───── RECORD SET ─────
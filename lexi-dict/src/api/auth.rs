//! Bearer-token authentication and ownership checks
//!
//! Tokens are issued once at sign-up; only their SHA-256 digest is stored.
//! Protected routes run [`require_user`], which resolves the token to a
//! [`CurrentUser`] and stores it in the request extensions.

use axum::{
    async_trait,
    extract::{FromRequestParts, Request, State},
    http::{header::AUTHORIZATION, request::Parts, HeaderMap},
    middleware::Next,
    response::Response,
};
use rand::Rng;
use sha2::{Digest, Sha256};
use tracing::debug;
use uuid::Uuid;

use crate::db::users;
use crate::error::{ApiError, ApiResult};
use crate::AppState;

/// Authenticated caller, available to handlers as an extractor
#[derive(Debug, Clone, PartialEq, Eq)]
pub struct CurrentUser {
    pub id: Uuid,
    pub username: String,
}

#[async_trait]
impl<S> FromRequestParts<S> for CurrentUser
where
    S: Send + Sync,
{
    type Rejection = ApiError;

    async fn from_request_parts(parts: &mut Parts, _state: &S) -> Result<Self, Self::Rejection> {
        parts
            .extensions
            .get::<CurrentUser>()
            .cloned()
            .ok_or_else(|| ApiError::Unauthorized("Authentication required".to_string()))
    }
}

/// Generate a new random API token (64 hex characters)
pub fn generate_token() -> String {
    let bytes: [u8; 32] = rand::thread_rng().gen();
    bytes.iter().map(|b| format!("{:02x}", b)).collect()
}

/// SHA-256 digest of a token, as stored in `users.token_hash`
pub fn hash_token(token: &str) -> String {
    let mut hasher = Sha256::new();
    hasher.update(token.as_bytes());
    format!("{:x}", hasher.finalize())
}

fn bearer_token(headers: &HeaderMap) -> Option<&str> {
    let value = headers.get(AUTHORIZATION)?.to_str().ok()?;
    let (scheme, token) = value.split_once(' ')?;
    let token = token.trim();
    (scheme.eq_ignore_ascii_case("bearer") && !token.is_empty()).then_some(token)
}

/// Authentication middleware
///
/// Returns 401 Unauthorized if the token is missing or unknown.
///
/// **Note:** This is applied to protected routes only.
/// `/health` and sign-up do NOT use this middleware.
pub async fn require_user(
    State(state): State<AppState>,
    mut request: Request,
    next: Next,
) -> ApiResult<Response> {
    let digest = bearer_token(request.headers())
        .map(hash_token)
        .ok_or_else(|| ApiError::Unauthorized("Missing bearer token".to_string()))?;

    // Connection is released before the handler runs
    let user = {
        let mut conn = state.db.acquire().await?;
        users::find_user_by_token_hash(&mut conn, &digest).await?
    };

    let user = user.ok_or_else(|| {
        debug!("Rejected unknown API token");
        ApiError::Unauthorized("Invalid API token".to_string())
    })?;

    request.extensions_mut().insert(CurrentUser {
        id: user.id,
        username: user.username,
    });

    Ok(next.run(request).await)
}

/// Ownership check run before reading or mutating a row
pub fn authorize_owner(owner_id: Uuid, user: &CurrentUser) -> ApiResult<()> {
    if owner_id == user.id {
        Ok(())
    } else {
        Err(ApiError::Forbidden(
            "You do not have permission to access this item".to_string(),
        ))
    }
}
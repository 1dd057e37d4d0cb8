//! Dictionary overview

use axum::{extract::State, Json};
use lexi_common::models::{Language, Word};
use serde::Serialize;

use super::auth::CurrentUser;
use crate::db::{languages, words};
use crate::error::ApiResult;
use crate::AppState;

#[derive(Debug, Serialize)]
pub struct DictionaryIndex {
    pub recent_words: Vec<Word>,
    pub languages: Vec<Language>,
}

/// GET /api/dictionary
///
/// The caller's newest words (up to `recent_word_count`) and all of their
/// languages, newest first.
pub async fn index(
    State(state): State<AppState>,
    user: CurrentUser,
) -> ApiResult<Json<DictionaryIndex>> {
    let mut conn = state.db.acquire().await?;

    let recent_words =
        words::list_words(&mut conn, user.id, state.settings.recent_word_count, 0).await?;
    let languages = languages::all_languages(&mut conn, user.id).await?;

    Ok(Json(DictionaryIndex {
        recent_words,
        languages,
    }))
}
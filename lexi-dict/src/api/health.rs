//! Health check endpoint

use axum::{routing::get, Json, Router};
use serde::Serialize;

use crate::AppState;

/// Returns status, module name, and version
#[derive(Debug, Serialize)]
pub struct HealthResponse {
    pub status: String,
    pub module: String,
    pub version: String,
}

/// GET /health
///
/// Does NOT require authentication.
pub async fn health_check() -> Json<HealthResponse> {
    Json(HealthResponse {
        status: "ok".to_string(),
        module: "lexi-dict".to_string(),
        version: env!("CARGO_PKG_VERSION").to_string(),
    })
}

/// Build health check routes
pub fn health_routes() -> Router<AppState> {
    Router::new().route("/health", get(health_check))
}
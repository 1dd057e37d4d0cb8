//! Error types for lexi-dict HTTP handlers

use axum::{
    http::StatusCode,
    response::{IntoResponse, Response},
    Json,
};
use lexi_common::ValidationError;
use serde_json::json;
use thiserror::Error;

use crate::services::ImportError;

/// API error type
#[derive(Debug, Error)]
pub enum ApiError {
    /// Resource not found (404)
    #[error("{0}")]
    NotFound(String),

    /// Invalid request (400)
    #[error("{0}")]
    BadRequest(String),

    /// Missing or unknown API token (401)
    #[error("{0}")]
    Unauthorized(String),

    /// Row belongs to another user (403)
    #[error("{0}")]
    Forbidden(String),

    /// Conflict (409), e.g. duplicate language name
    #[error("{0}")]
    Conflict(String),

    /// Internal server error (500)
    #[error("Internal server error: {0}")]
    Internal(String),

    /// Candidate entity failed validation (400)
    #[error(transparent)]
    Validation(#[from] ValidationError),

    /// Bulk import rejected
    #[error(transparent)]
    Import(#[from] ImportError),

    #[error("Database error: {0}")]
    Database(#[from] sqlx::Error),

    /// lexi-common error
    #[error(transparent)]
    Common(#[from] lexi_common::Error),
}

impl IntoResponse for ApiError {
    fn into_response(self) -> Response {
        let (status, error_code, message) = match self {
            ApiError::NotFound(msg) => (StatusCode::NOT_FOUND, "NOT_FOUND", msg),
            ApiError::BadRequest(msg) => (StatusCode::BAD_REQUEST, "BAD_REQUEST", msg),
            ApiError::Unauthorized(msg) => (StatusCode::UNAUTHORIZED, "UNAUTHORIZED", msg),
            ApiError::Forbidden(msg) => (StatusCode::FORBIDDEN, "PERMISSION_DENIED", msg),
            ApiError::Conflict(msg) => (StatusCode::CONFLICT, "CONFLICT", msg),
            ApiError::Internal(msg) => (StatusCode::INTERNAL_SERVER_ERROR, "INTERNAL_ERROR", msg),
            ApiError::Validation(ref err) => {
                (StatusCode::BAD_REQUEST, "VALIDATION_ERROR", err.to_string())
            }
            ApiError::Import(ref err) => {
                let status = if err.is_client_error() {
                    StatusCode::BAD_REQUEST
                } else {
                    StatusCode::INTERNAL_SERVER_ERROR
                };
                (status, err.code(), err.to_string())
            }
            ApiError::Database(ref err) => {
                tracing::error!(error = %err, "Database error in request");
                (
                    StatusCode::INTERNAL_SERVER_ERROR,
                    "DATABASE_ERROR",
                    err.to_string(),
                )
            }
            ApiError::Common(lexi_common::Error::NotFound(msg)) => {
                (StatusCode::NOT_FOUND, "NOT_FOUND", msg)
            }
            ApiError::Common(lexi_common::Error::InvalidInput(msg)) => {
                (StatusCode::BAD_REQUEST, "BAD_REQUEST", msg)
            }
            ApiError::Common(ref err) => {
                tracing::error!(error = %err, "Request failed");
                (
                    StatusCode::INTERNAL_SERVER_ERROR,
                    "COMMON_ERROR",
                    err.to_string(),
                )
            }
        };

        let body = Json(json!({
            "error": {
                "code": error_code,
                "message": message,
            }
        }));

        (status, body).into_response()
    }
}

/// Result type for API handlers
pub type ApiResult<T> = Result<T, ApiError>;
─────
TASK OBJECTIVE ▸ All that belongs in the answer is the lines from the start of the entries above through the line containing "use crate::db::users;", each given exactly.

RESULT OF THIS EXERCISE ▸
filename lexi-dict/src/api/auth.rs
//! Bearer-token authentication and ownership checks
//!
//! Tokens are issued once at sign-up; only their SHA-256 digest is stored.
//! Protected routes run [`require_user`], which resolves the token to a
//! [`CurrentUser`] and stores it in the request extensions.

use axum::{
    async_trait,
    extract::{FromRequestParts, Request, State},
    http::{header::AUTHORIZATION, request::Parts, HeaderMap},
    middleware::Next,
    response::Response,
};
use rand::Rng;
use sha2::{Digest, Sha256};
use tracing::debug;
use uuid::Uuid;

use crate::db::users;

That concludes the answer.